Algae has also come to the Loch and Sky Pond. Baron says she and her team first noticed it in 2010. This year, it’s not extremely visible from the water surface. Scientists have found large algal blooms just underneath the water’s surface.
But they aren't ready to completely chalk it up to climate change. They've launched a research project to study what's going on.
"It’s so very important to know whether it’s climate change, or honestly global change, which is the interaction of climate warming with all the other factors that could affect algae,” Baron said.
Hub Of Climate Change Research
In Rocky Mountain National Park, the Loch Vale Watershed Project is one of several critical scientific inquiries into climate change. The park has seen a 3.4 degree increase in average annual temperature over the last century. Snow melts two to three weeks earlier than it has in the past. Those changes can cause a cascade of impacts on plants and wildlife.
“I think the science is very clear that humans are causing the planet to warm, and that is driving climate change,” said National Park Service Director Jonathan Jarvis, who calls climate change the biggest challenge facing the NPS in its second century.
“National Parks are often located in relatively extreme environments, high mountains, deep valleys, alpine meadows,” he said. “And so the National Parks are both impacted by this, but also maybe some of the most impacted environments that we have in the country.”
In Rocky Mountain National Park, one poster child is the American pika. It’s a small mammal whose alpine habitat has decreased with climate change. A five-year research project led by National Park Service researchers predicted Rocky Mountain National Park pikas could be extinct by the year 2100. That’s in contrast to other parks like Grand Teton National Park in Wyoming, where pikas are expected to survive.
Then there’s a small chicken sized bird called the white-tailed ptarmigan. Scientists know the bird’s population is declining inside Rocky Mountain National Park in contrast to another group of these birds on Mountain Evans. They’re asking deeper and deeper questions about why that Rocky Mountain group is on the decline. One recent study suggests that reproduction rates aren’t impacted by climate change. So it must be something else.
Park managers have also seen the mountain pine beetle affect or kill about 90 percent of forested areas inside Rocky Mountain National Park. The beetle’s range is larger than previous attacks, and it expands into higher elevations compared to others. Recent evidence also points toward the impact of the spruce beetle on Rocky Mountain’s forests.
Meantime, climate change is expected to bring hotter and more intense wildfires to Rocky Mountain National Park. And the fire season is growing longer. In December 2012, the park saw a high elevation winter fire, which is unprecedented in its history.
Added together, the changes present unparalleled management challenges, said NPS Director Jarvis. In some instances like melting glaciers in Glacier National Park, downstream waters will become warmer. That could change fish species, and the NPS may have to accept this fact, said Jarvis. That’s in sharp contrast to agency policies practiced during its first century of operation, which were more resistant to change.

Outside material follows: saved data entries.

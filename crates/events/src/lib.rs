//! Wayfarer activity event bus.
//!
//! - [`EventBus`] is an in-process publish/subscribe hub backed by
//!   `tokio::sync::broadcast`.
//! - [`ActivityEvent`] describes something a user did through the API.
//! - [`EventPersistence`] is the background service that records every
//!   event in the matching log table.

pub mod bus;
pub mod persistence;

pub use bus::{ActivityEvent, EventBus};
pub use persistence::EventPersistence;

Jarvis said sometimes the Park Service can and should be proactive to prevent climate change impacts. Take for instance pine beetles in Rocky Mountain National Park.
“We have to begin to anticipate and maybe even have to be more aggressive about replanting certain tree types in order to retain that forest type than perhaps we were in the past,” Jarvis said. “So there is a little bit more requirement for management action in advance of this kind of thing.”
Hope For More Resilience
Previous research by Baron and her team helped guide air quality decisions inside Rocky Mountain National Park. Several years ago, they found high concentrations of nitrogen in the park connected to coal-fired power plants and agriculture. Too much of it can act as a fertilizer for some plants, and change the ecosystem.
Now the park, along with state and federal agencies, have a plan to reduce nitrogen.
Ultimately Baron says she’s hopeful about what she might discover in the algae experiments. And if there are more causes than just climate change--that's something park managers can fix.
"We need to be thinking far ahead about how you conserve these species. How you protect these lakes how you restore systems so that they're more resilient to the kinds of climate related phenomenon that we're going to see,” Baron said.
For Baron, the holy grail is scientific research that can inform how park managers care for Rocky Mountain in the future. That research is exhausting and time consuming. It's one reason why Baron says this project is her third child. It's a lifetime of work. But she says it's an investment well worth the effort.